Though he preferred not to photograph celebrities, but rather passing residents on the streets of Manhattan, Cunningham became something of a star himself in the fashion world. The French government honored him with the Legion d’Honneur in Paris in 2008, and he was congratulated at Bergdorf Goodman in New York, where a life-size mannequin of him was installed.

He was also the subject of the critically acclaimed 2010 documentary “Bill Cunningham New York,” which premiered at the Museum of Modern Art.

Cunningham was born in Boston in 1929, the second of four children. His gravitation to fashion was apparent early on — he made hats as a child, and worked part-time as a teenager at department star Bonwit Teller. He received a scholarship to Harvard, but dropped out after two months. “They thought I was an illiterate,” Cunningham said of the experience. “I was hopeless — but I was a visual person.”

He then moved in with an uncle, Tom Harringston, in New York, who was in the advertising industry. Cunningham said his family hoped his uncle would rub off on him and that he would also enter the business, but his fascination with fashion held firm, and he later moved out after his uncle forced him to choose between their living situation and his hat-making.

He freelanced a column for Women’s Wear Daily for extra money, but quit in the early ’60s after a feud with publisher John Fairchild over who was the better designer: André Courrèges or Yves Saint Laurent. In 1967, he turned to photography, taking assignments for the Daily News and Chicago Tribune that summer.
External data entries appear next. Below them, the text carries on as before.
//! Value-for-value payment metadata.
//!
//! Feeds and episodes may describe how listeners can pay the people behind
//! them, following the `podcast:value` tag. The split percentages and
//! addresses come from the feed and are passed through as reported.
//!
//! # Wire Format
//!
//! ```json
//! {
//!     "model": { "type": "lightning", "method": "keysend", "suggested": "0.00000005000" },
//!     "destinations": [
//!         { "name": "Host", "address": "03ae9f...", "type": "node", "split": 99 },
//!         { "name": "Podcastindex.org", "address": "03ae9f...", "type": "node", "split": 1, "fee": true }
//!     ]
//! }
//! ```

use std::{fmt, str::FromStr};

use serde::{Deserialize, Serialize};
use serde_with::{serde_as, DefaultOnNull, DisplayFromStr, PickFirst};

use crate::protocol::codec::BoolOrInt;

/// Payment descriptor of a feed or episode.
#[serde_as]
#[derive(Clone, Debug, Default, PartialEq, Eq, Hash, Serialize, Deserialize)]
pub struct Value {
    #[serde_as(as = "DefaultOnNull")]
    #[serde(default)]
    pub model: Model,
    /// Recipients in feed order.
    #[serde_as(as = "DefaultOnNull")]
    #[serde(default)]
    pub destinations: Vec<Destination>,
}

/// How payments are made.
#[serde_as]
#[derive(Clone, Debug, Default, PartialEq, Eq, Hash, Serialize, Deserialize)]
pub struct Model {
    /// Payment layer, e.g. `lightning`.
    #[serde(rename = "type")]
    #[serde_as(as = "DefaultOnNull")]
    #[serde(default)]
    pub kind: String,

    /// Transport method, e.g. `keysend`.
    #[serde_as(as = "DefaultOnNull")]
    #[serde(default)]
    pub method: String,

    /// Suggested amount per minute, as written in the feed.
    #[serde_as(as = "DefaultOnNull")]
    #[serde(default)]
    pub suggested: String,
}

/// One recipient of a split payment.
#[serde_as]
#[derive(Clone, Debug, Default, PartialEq, Eq, Hash, Serialize, Deserialize)]
#[serde(rename_all = "camelCase")]
pub struct Destination {
    #[serde_as(as = "DefaultOnNull")]
    #[serde(default)]
    pub name: String,

    #[serde_as(as = "DefaultOnNull")]
    #[serde(default)]
    pub address: String,

    /// Address type, e.g. `node`.
    #[serde(rename = "type")]
    #[serde_as(as = "DefaultOnNull")]
    #[serde(default)]
    pub kind: String,

    /// Share of the payment. Not validated against the other shares.
    #[serde_as(as = "PickFirst<(_, DisplayFromStr)>")]
    #[serde(default)]
    pub split: u64,

    /// Whether this split is a fee taken before the others.
    #[serde_as(as = "Option<BoolOrInt>")]
    #[serde(default, skip_serializing_if = "Option::is_none")]
    pub fee: Option<bool>,

    #[serde(default, skip_serializing_if = "Option::is_none")]
    pub custom_key: Option<String>,

    #[serde(default, skip_serializing_if = "Option::is_none")]
    pub custom_value: Option<String>,
}

/// Payment layer filter for searches.
#[derive(Copy, Clone, Debug, Default, PartialEq, Eq, PartialOrd, Ord, Hash)]
pub enum ValueType {
    /// Any payment layer.
    #[default]
    Any,
    Lightning,
    Hive,
    WebMonetization,
}

impl fmt::Display for ValueType {
    fn fmt(&self, f: &mut fmt::Formatter) -> fmt::Result {
        match self {
            Self::Any => write!(f, "any"),
            Self::Lightning => write!(f, "lightning"),
            Self::Hive => write!(f, "hive"),
            Self::WebMonetization => write!(f, "webmonetization"),
        }
    }
}

impl FromStr for ValueType {
    type Err = String;

    fn from_str(s: &str) -> Result<Self, Self::Err> {
        let value_type = match s.to_ascii_lowercase().as_str() {
            "any" => Self::Any,
            "lightning" => Self::Lightning,
            "hive" => Self::Hive,
            "webmonetization" => Self::WebMonetization,
            _ => return Err(format!("unknown value type: {s}")),
        };

        Ok(value_type)
    }
}

#[cfg(test)]
mod tests {
    use pretty_assertions::assert_eq;

    use super::*;

    #[test]
    fn decodes_destinations_in_order() {
        let json = r#"{
            "model": {"type": "lightning", "method": "keysend", "suggested": "0.00000005000"},
            "destinations": [
                {"name": "Host", "address": "abc", "type": "node", "split": 99},
                {"name": "Index", "address": "def", "type": "node", "split": "1", "fee": 1,
                 "customKey": "696969", "customValue": "xyz"}
            ]
        }"#;

        let value: Value = serde_json::from_str(json).unwrap();
        assert_eq!(value.model.kind, "lightning");
        assert_eq!(value.model.method, "keysend");
        assert_eq!(value.destinations.len(), 2);
        assert_eq!(value.destinations[0].name, "Host");
        assert_eq!(value.destinations[0].fee, None);
        assert_eq!(value.destinations[1].split, 1);
        assert_eq!(value.destinations[1].fee, Some(true));
        assert_eq!(value.destinations[1].custom_key.as_deref(), Some("696969"));
    }

    #[test]
    fn splits_survive_round_trip() {
        let value = Value {
            model: Model {
                kind: "lightning".to_string(),
                method: "keysend".to_string(),
                suggested: "0.00000005000".to_string(),
            },
            destinations: vec![Destination {
                name: "Host".to_string(),
                address: "abc".to_string(),
                kind: "node".to_string(),
                split: 150,
                ..Default::default()
            }],
        };

        let json = serde_json::to_string(&value).unwrap();
        assert_eq!(serde_json::from_str::<Value>(&json).unwrap(), value);
    }

    #[test]
    fn missing_model_is_empty() {
        let value: Value =
            serde_json::from_str(r#"{"destinations": [{"address": "abc", "split": 100}]}"#).unwrap();
        assert_eq!(value.model, Model::default());
        assert_eq!(value.destinations.len(), 1);

        let value: Value = serde_json::from_str(r#"{"model": null}"#).unwrap();
        assert_eq!(value.model, Model::default());
    }

    #[test]
    fn value_type_names() {
        assert_eq!(ValueType::WebMonetization.to_string(), "webmonetization");
        assert_eq!("Lightning".parse::<ValueType>().unwrap(), ValueType::Lightning);
        assert!("bitcoin".parse::<ValueType>().is_err());
    }
}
He became a regular contributer to the Times in the late ’70s, but refused to take a staff position until 1994, when he was hit by a truck while riding his bike. He later explained he took the staff position for health insurance, and stayed at the publication for years after.

“His company was sought after by the fashion world’s rich and powerful, yet he remained one of the kindest, most gentle and humble people I have ever met,” said Arthur Ochs Sulzberger Jr., the Times’ publisher and chairman, in a statement. “We have lost a legend, and I am personally heartbroken to have lost a friend.”

“He was a hugely ethical journalist,” said Dean Baquet, the Times’ executive editor. “And he was incredibly open-minded about fashion. To see a Bill Cunningham street spread was to see all of New York. Young people. Brown people. People who spent fortunes on fashion and people who just had a strut and knew how to put an outfit together out of what they had and what they found.”

“Bill was an extraordinary man, his commitment and passion unparalleled, his gentleness and humility inspirational,” added Michele McNally, The Times’ director of photography. “Even though his talents were very well known, he preferred to be anonymous, something unachievable for such a superstar. I will miss him everyday.”